SUPPLIED MATERIAL:
★ ★ ★ ★ ★ ★ ★
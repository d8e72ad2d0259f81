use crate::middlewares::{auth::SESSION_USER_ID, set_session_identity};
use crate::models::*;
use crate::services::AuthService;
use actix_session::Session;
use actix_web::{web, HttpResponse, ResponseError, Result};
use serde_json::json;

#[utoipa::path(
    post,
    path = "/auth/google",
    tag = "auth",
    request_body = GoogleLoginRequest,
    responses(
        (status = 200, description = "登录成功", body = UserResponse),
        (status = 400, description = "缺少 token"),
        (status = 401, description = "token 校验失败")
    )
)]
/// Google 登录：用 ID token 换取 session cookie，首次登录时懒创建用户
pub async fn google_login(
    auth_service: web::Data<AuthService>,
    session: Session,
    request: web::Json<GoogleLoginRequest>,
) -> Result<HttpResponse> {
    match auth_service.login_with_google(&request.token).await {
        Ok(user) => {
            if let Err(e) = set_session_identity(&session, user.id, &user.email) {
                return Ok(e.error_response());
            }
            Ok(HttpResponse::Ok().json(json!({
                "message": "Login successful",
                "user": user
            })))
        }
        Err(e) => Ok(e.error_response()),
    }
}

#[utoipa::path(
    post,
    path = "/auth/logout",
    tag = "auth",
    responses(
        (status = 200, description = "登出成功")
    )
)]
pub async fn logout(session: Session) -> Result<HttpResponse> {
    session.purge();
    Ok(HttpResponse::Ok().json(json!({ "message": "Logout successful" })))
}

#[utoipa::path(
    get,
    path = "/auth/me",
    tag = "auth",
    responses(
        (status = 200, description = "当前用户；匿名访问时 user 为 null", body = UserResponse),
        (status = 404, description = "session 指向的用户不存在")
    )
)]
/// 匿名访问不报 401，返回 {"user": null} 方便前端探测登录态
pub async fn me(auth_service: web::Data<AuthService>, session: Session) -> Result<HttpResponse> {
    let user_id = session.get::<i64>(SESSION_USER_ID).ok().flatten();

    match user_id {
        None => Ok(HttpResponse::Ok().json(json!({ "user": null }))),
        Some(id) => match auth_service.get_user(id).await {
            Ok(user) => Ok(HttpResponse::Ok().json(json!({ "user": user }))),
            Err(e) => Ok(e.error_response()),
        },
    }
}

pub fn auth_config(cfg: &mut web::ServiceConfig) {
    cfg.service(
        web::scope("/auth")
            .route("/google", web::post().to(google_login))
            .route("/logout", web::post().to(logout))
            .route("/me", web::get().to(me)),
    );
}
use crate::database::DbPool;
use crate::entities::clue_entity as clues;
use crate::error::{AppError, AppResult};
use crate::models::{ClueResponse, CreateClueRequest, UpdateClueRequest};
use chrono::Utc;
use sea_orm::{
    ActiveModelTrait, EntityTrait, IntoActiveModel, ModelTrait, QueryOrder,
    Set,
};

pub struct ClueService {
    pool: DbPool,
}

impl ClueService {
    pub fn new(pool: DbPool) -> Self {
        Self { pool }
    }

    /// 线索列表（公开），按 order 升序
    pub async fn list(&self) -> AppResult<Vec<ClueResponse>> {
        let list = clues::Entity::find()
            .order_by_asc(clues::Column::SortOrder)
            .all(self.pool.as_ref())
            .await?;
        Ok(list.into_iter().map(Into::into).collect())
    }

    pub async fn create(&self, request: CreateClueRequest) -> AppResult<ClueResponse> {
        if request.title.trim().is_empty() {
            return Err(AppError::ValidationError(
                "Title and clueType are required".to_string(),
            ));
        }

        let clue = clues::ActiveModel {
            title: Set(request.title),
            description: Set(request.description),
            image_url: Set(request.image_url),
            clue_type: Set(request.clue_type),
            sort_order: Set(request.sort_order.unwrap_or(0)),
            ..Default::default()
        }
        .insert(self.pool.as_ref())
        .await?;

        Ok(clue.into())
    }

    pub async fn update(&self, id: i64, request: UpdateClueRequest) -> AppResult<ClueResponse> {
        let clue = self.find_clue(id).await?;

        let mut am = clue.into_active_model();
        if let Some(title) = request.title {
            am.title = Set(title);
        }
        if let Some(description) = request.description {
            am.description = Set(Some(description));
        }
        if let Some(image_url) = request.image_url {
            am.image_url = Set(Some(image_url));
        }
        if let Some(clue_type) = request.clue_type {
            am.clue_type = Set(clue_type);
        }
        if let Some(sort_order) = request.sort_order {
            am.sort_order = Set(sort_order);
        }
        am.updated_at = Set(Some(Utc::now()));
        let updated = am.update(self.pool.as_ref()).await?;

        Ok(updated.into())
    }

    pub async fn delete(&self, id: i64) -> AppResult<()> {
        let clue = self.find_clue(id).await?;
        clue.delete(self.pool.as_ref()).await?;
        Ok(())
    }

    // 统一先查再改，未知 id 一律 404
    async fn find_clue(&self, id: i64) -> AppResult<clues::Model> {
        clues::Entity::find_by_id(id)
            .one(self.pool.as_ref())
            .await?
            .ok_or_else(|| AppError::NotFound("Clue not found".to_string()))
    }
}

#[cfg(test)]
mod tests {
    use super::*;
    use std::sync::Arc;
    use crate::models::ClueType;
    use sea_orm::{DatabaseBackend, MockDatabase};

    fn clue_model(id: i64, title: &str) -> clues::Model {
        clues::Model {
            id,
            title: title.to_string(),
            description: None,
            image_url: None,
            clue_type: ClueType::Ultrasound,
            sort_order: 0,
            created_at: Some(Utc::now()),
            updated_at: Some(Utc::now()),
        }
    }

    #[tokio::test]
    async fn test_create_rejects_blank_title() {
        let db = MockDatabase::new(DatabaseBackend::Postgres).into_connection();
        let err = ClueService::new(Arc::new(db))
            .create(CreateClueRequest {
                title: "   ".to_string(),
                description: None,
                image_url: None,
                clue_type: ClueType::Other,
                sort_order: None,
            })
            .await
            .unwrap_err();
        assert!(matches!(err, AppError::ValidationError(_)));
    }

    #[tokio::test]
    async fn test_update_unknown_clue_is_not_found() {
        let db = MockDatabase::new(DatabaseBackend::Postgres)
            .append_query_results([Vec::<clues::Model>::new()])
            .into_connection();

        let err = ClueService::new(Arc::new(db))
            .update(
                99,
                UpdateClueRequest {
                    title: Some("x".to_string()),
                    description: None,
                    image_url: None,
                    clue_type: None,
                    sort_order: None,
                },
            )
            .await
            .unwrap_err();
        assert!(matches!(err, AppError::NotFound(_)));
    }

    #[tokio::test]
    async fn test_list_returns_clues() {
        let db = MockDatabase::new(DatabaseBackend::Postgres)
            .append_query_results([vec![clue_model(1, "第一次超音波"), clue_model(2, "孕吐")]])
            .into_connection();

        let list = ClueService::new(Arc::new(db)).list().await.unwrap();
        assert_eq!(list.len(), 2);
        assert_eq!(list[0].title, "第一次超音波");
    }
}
★ ★ ★ ★ ★ ★ ★
BRIEF: When a line in the material above includes "models", report that line by copying it.

TASK ANSWER:
use crate::models::*;
use crate::models::{ClueResponse, CreateClueRequest, UpdateClueRequest};
    use crate::models::ClueType;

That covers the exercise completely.